• _WHAT IS EXPECTED_: Your answer should consist of all lines in the listing that hold the word "meta".
● ● ● ●
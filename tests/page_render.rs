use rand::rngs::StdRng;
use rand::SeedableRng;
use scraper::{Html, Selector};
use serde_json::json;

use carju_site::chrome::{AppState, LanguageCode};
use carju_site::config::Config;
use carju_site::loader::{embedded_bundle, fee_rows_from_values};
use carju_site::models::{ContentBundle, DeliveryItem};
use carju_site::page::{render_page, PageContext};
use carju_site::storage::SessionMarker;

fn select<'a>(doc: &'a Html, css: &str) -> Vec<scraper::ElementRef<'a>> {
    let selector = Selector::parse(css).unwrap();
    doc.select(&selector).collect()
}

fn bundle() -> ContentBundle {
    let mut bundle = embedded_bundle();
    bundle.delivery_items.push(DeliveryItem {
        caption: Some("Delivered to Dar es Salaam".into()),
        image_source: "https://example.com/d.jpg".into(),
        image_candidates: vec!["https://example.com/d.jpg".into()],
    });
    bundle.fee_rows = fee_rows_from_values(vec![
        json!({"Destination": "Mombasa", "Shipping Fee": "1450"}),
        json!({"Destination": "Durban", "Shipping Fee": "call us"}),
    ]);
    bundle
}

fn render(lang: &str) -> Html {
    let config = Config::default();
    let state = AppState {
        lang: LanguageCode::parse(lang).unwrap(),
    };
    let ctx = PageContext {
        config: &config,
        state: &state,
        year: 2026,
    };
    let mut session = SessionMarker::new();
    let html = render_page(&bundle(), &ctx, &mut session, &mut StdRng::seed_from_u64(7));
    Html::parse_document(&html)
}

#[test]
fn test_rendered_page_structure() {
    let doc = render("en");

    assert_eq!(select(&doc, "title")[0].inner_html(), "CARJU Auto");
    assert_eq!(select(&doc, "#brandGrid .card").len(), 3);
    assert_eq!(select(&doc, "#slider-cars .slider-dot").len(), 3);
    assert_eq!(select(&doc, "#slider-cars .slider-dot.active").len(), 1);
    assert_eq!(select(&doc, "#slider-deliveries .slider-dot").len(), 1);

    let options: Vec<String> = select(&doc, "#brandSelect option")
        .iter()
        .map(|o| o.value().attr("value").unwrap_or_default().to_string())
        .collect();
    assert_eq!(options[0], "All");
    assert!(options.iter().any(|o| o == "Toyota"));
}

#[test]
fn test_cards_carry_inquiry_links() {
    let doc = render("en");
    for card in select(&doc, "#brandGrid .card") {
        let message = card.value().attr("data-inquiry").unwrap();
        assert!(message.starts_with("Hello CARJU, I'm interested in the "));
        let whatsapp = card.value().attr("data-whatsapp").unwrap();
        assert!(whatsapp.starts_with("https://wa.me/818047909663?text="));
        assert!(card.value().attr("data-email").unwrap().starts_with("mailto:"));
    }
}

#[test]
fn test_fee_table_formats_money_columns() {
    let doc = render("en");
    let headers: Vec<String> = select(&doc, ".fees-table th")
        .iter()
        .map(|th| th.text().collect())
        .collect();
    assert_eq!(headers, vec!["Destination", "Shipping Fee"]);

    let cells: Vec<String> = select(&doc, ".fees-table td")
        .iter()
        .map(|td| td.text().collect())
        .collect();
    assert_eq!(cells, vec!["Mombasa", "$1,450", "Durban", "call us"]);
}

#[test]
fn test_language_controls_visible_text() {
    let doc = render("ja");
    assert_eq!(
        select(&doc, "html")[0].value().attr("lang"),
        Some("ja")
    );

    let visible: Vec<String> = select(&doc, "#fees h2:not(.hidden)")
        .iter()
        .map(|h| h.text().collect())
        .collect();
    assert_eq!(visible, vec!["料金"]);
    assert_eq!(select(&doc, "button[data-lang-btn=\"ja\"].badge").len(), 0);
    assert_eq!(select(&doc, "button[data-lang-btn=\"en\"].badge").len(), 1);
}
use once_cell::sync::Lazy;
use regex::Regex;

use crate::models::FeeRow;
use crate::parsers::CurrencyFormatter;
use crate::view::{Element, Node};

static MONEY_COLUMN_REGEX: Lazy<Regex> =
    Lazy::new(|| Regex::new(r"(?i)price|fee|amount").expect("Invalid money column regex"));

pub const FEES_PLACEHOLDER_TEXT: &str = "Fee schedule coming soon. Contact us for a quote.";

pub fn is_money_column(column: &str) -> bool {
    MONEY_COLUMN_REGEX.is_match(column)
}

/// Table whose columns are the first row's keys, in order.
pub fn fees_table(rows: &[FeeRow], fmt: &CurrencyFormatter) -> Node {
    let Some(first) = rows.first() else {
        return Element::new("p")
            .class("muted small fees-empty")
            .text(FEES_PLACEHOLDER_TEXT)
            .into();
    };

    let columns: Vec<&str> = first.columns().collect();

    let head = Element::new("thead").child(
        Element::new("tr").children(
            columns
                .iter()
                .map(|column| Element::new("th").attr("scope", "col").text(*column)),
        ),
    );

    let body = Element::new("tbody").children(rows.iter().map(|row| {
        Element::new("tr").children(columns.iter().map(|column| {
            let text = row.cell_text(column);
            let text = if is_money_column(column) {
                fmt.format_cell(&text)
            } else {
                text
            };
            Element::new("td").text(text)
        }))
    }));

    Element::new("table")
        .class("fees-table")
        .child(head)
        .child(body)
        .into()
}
● ● ● ●
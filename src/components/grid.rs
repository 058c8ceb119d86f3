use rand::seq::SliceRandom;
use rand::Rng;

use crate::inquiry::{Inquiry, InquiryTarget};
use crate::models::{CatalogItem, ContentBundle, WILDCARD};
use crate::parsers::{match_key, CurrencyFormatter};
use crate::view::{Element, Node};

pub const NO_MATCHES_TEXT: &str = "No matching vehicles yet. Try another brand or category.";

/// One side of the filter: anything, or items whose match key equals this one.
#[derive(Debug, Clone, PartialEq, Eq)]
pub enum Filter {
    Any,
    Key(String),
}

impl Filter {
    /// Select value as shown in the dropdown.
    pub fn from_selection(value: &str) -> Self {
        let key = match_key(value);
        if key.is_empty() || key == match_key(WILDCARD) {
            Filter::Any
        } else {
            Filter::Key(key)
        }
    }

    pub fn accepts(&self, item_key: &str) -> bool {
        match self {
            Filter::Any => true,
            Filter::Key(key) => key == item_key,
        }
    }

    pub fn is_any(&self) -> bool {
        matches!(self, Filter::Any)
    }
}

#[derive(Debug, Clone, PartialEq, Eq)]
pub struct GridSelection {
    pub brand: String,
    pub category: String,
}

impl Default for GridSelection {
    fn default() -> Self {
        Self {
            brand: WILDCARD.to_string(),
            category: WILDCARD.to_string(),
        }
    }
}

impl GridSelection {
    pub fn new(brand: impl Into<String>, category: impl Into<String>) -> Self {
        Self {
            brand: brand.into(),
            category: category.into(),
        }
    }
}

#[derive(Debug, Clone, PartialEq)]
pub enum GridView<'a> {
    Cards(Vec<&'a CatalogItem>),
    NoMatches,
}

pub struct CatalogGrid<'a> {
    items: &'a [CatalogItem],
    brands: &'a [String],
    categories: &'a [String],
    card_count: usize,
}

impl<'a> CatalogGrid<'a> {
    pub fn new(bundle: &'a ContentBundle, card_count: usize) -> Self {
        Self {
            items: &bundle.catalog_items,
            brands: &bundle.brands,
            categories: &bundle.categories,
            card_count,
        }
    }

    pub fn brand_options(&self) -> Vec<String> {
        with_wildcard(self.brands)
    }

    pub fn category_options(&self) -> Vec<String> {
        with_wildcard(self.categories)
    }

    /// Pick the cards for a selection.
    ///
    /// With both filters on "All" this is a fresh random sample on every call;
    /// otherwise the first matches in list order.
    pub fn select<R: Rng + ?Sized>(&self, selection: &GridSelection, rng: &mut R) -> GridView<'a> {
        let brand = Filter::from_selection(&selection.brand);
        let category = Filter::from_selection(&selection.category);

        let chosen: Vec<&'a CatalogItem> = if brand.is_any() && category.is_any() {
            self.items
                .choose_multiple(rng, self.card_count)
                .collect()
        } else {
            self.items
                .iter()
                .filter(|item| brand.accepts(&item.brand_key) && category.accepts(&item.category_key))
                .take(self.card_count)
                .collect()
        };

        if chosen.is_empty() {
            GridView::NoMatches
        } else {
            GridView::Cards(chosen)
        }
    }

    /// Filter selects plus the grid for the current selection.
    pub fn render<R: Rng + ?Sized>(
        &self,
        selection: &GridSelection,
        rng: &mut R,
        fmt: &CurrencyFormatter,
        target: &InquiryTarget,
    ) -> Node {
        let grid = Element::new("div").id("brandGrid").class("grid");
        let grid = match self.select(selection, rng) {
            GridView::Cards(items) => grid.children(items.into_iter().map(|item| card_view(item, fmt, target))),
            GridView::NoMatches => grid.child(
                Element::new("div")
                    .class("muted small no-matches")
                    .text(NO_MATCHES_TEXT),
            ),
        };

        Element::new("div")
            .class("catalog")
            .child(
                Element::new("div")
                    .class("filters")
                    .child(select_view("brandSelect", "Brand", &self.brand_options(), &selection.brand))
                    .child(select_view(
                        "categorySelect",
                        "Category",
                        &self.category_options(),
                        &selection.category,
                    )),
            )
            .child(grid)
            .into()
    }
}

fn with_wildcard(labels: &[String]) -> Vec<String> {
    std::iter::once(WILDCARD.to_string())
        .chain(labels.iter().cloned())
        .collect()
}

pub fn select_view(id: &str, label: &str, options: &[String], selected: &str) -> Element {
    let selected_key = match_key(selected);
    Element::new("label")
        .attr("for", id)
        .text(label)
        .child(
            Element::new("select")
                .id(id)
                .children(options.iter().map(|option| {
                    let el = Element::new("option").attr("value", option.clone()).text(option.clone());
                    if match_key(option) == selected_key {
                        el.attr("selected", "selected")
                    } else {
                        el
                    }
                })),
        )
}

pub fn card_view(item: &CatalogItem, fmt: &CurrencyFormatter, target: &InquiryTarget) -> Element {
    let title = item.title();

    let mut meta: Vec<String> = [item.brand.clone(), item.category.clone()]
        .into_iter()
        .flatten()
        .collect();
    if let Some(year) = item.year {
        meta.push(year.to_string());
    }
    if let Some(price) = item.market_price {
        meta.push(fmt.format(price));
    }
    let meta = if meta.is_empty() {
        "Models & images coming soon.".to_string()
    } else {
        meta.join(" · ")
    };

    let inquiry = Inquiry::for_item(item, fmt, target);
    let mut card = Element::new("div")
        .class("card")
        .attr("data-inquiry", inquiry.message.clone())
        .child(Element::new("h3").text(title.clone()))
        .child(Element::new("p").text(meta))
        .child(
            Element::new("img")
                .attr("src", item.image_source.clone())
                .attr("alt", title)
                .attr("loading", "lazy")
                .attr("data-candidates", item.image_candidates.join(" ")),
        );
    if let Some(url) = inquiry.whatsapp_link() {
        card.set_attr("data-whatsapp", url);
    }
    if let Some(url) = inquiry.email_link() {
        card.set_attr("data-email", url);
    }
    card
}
● ● ● ●
• _OUTPUT FOR THIS TASK_:
    let mut meta: Vec<String> = [item.brand.clone(), item.category.clone()]
        meta.push(year.to_string());
        meta.push(fmt.format(price));
    let meta = if meta.is_empty() {
        meta.join(" · ")
        .child(Element::new("p").text(meta))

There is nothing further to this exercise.